Content starts

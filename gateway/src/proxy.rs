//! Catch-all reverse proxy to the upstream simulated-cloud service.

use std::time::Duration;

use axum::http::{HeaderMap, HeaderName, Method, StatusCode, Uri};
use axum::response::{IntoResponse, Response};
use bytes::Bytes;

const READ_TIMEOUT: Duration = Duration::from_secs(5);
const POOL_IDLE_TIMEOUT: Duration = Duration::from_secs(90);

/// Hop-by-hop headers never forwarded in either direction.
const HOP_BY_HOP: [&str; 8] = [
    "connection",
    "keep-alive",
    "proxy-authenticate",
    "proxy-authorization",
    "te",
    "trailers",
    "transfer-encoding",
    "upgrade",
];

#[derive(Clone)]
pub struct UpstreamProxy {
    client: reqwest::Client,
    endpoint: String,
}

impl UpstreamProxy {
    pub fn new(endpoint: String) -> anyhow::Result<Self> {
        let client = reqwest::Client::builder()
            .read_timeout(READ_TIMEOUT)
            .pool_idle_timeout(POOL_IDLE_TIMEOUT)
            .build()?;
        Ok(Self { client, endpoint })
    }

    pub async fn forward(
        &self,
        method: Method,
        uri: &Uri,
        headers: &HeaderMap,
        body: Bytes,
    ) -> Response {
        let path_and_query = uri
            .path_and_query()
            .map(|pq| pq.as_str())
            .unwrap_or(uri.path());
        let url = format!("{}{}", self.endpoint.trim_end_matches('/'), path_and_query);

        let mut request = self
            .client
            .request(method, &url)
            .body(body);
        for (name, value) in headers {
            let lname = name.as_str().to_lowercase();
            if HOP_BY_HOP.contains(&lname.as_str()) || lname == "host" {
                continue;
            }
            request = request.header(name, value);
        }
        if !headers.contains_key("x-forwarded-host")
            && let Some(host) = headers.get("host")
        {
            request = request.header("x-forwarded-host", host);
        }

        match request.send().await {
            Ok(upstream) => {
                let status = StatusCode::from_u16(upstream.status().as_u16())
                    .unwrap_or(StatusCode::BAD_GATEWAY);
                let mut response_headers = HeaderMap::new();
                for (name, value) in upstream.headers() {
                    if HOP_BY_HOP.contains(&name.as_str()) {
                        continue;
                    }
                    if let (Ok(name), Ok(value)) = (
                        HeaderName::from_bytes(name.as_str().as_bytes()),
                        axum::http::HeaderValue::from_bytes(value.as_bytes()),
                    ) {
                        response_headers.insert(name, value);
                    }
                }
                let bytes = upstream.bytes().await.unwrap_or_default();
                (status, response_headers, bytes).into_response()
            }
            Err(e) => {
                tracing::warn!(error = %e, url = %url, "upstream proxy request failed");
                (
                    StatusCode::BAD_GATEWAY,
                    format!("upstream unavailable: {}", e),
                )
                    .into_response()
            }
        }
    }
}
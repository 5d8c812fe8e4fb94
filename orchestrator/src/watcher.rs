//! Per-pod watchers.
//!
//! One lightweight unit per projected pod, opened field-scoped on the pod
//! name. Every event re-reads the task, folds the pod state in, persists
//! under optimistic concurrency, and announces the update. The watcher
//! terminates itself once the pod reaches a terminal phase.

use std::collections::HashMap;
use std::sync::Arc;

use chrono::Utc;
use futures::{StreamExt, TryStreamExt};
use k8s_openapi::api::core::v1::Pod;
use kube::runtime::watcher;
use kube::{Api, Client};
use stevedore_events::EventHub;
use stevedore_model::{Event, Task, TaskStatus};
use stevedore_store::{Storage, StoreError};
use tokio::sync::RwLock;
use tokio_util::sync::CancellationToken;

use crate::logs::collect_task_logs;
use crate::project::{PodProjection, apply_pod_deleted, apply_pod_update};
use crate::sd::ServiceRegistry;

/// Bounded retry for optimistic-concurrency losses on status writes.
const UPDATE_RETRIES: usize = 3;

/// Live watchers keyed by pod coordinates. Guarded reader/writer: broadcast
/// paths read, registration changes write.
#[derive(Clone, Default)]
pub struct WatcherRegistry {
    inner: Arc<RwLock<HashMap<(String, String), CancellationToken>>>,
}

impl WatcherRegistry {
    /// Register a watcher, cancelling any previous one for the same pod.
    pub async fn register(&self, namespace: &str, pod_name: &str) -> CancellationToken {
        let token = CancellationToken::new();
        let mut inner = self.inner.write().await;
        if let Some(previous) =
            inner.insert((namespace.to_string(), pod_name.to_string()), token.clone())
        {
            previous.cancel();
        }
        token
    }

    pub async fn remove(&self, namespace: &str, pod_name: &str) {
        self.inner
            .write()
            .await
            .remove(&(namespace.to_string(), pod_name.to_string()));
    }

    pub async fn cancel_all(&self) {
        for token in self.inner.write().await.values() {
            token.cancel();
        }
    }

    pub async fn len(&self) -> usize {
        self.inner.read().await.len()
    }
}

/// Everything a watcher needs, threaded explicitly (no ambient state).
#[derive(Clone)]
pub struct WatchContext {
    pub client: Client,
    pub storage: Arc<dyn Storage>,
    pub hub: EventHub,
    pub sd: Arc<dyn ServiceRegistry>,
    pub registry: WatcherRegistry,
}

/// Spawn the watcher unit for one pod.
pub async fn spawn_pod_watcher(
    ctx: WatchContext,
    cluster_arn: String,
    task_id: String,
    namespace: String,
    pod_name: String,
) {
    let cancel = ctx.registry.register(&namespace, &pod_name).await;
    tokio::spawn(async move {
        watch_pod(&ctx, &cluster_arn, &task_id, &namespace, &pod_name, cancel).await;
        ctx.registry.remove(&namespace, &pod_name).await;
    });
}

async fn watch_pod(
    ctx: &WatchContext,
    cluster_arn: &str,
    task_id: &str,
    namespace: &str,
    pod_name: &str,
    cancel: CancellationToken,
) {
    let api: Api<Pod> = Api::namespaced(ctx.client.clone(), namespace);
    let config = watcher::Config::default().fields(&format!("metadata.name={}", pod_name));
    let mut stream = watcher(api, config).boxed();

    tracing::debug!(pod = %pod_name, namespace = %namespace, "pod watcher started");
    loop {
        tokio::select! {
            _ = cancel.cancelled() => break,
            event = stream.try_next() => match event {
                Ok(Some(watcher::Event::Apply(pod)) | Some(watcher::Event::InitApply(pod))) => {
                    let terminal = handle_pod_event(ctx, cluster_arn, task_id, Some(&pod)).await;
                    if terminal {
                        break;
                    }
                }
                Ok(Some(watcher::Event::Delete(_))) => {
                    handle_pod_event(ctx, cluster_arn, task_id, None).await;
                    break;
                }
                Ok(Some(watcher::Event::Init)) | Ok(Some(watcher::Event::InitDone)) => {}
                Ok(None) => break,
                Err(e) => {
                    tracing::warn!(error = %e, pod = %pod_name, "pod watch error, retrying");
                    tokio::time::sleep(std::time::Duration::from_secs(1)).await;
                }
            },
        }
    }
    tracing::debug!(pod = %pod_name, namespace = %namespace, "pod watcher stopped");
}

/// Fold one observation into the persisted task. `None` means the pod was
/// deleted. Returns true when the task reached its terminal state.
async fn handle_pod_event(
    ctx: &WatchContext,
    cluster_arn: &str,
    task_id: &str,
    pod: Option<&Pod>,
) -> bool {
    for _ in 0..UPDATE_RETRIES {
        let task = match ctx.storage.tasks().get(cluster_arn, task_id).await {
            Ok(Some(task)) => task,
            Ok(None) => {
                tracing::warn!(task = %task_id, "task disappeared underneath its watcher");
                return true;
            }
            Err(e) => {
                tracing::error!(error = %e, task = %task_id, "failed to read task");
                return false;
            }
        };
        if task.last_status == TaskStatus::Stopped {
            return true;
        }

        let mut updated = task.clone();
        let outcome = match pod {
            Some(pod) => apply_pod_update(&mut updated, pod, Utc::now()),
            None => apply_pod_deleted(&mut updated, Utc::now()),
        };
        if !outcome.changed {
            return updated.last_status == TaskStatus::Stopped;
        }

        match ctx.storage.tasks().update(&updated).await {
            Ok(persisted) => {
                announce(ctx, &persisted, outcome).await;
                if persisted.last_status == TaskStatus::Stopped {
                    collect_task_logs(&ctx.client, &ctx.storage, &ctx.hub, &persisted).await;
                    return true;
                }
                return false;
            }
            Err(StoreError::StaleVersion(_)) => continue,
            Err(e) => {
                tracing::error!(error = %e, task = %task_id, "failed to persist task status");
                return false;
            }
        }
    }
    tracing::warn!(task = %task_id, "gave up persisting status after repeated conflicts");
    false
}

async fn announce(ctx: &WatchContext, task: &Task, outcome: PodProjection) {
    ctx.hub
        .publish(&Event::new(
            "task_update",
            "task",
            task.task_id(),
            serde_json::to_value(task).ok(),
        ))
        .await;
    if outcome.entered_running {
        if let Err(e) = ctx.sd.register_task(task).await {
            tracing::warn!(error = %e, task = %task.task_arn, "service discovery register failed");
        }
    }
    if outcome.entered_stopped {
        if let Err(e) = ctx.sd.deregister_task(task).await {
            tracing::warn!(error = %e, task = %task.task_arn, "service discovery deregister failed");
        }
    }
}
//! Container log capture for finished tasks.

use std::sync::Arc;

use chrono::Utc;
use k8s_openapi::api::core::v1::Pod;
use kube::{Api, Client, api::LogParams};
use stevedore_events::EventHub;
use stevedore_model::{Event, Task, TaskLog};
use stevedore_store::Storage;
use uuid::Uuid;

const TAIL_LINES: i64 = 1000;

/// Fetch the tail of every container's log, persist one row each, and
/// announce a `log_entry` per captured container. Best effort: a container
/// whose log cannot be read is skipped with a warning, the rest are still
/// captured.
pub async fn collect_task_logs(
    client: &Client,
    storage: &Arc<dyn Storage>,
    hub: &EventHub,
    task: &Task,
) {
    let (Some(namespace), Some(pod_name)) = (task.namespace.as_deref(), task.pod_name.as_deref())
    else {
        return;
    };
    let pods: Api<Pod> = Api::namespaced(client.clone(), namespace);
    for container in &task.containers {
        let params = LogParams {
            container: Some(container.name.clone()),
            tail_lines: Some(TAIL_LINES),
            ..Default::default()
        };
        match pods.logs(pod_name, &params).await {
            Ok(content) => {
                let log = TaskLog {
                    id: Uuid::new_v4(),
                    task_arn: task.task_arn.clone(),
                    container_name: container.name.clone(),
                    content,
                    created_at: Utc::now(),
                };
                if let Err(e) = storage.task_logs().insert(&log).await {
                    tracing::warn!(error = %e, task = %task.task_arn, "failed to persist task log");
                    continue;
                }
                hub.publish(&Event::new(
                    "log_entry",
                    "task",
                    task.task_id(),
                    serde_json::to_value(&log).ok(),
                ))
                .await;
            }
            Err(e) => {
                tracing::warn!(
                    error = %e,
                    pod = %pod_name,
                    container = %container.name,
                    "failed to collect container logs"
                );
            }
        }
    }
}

Content ends

Assignment —
In the entries above, restate word for word the lines between the one holding "request = request.header(name, value);" and the one holding "field-scoped on the pod", inclusive, and nothing besides.

Answer to this task —
            request = request.header(name, value);
        }
        if !headers.contains_key("x-forwarded-host")
            && let Some(host) = headers.get("host")
        {
            request = request.header("x-forwarded-host", host);
        }

        match request.send().await {
            Ok(upstream) => {
                let status = StatusCode::from_u16(upstream.status().as_u16())
                    .unwrap_or(StatusCode::BAD_GATEWAY);
                let mut response_headers = HeaderMap::new();
                for (name, value) in upstream.headers() {
                    if HOP_BY_HOP.contains(&name.as_str()) {
                        continue;
                    }
                    if let (Ok(name), Ok(value)) = (
                        HeaderName::from_bytes(name.as_str().as_bytes()),
                        axum::http::HeaderValue::from_bytes(value.as_bytes()),
                    ) {
                        response_headers.insert(name, value);
                    }
                }
                let bytes = upstream.bytes().await.unwrap_or_default();
                (status, response_headers, bytes).into_response()
            }
            Err(e) => {
                tracing::warn!(error = %e, url = %url, "upstream proxy request failed");
                (
                    StatusCode::BAD_GATEWAY,
                    format!("upstream unavailable: {}", e),
                )
                    .into_response()
            }
        }
    }
}
repository 5d8c812fe8e4fb94
filename orchestrator/src/watcher.rs
//! Per-pod watchers.
//!
//! One lightweight unit per projected pod, opened field-scoped on the pod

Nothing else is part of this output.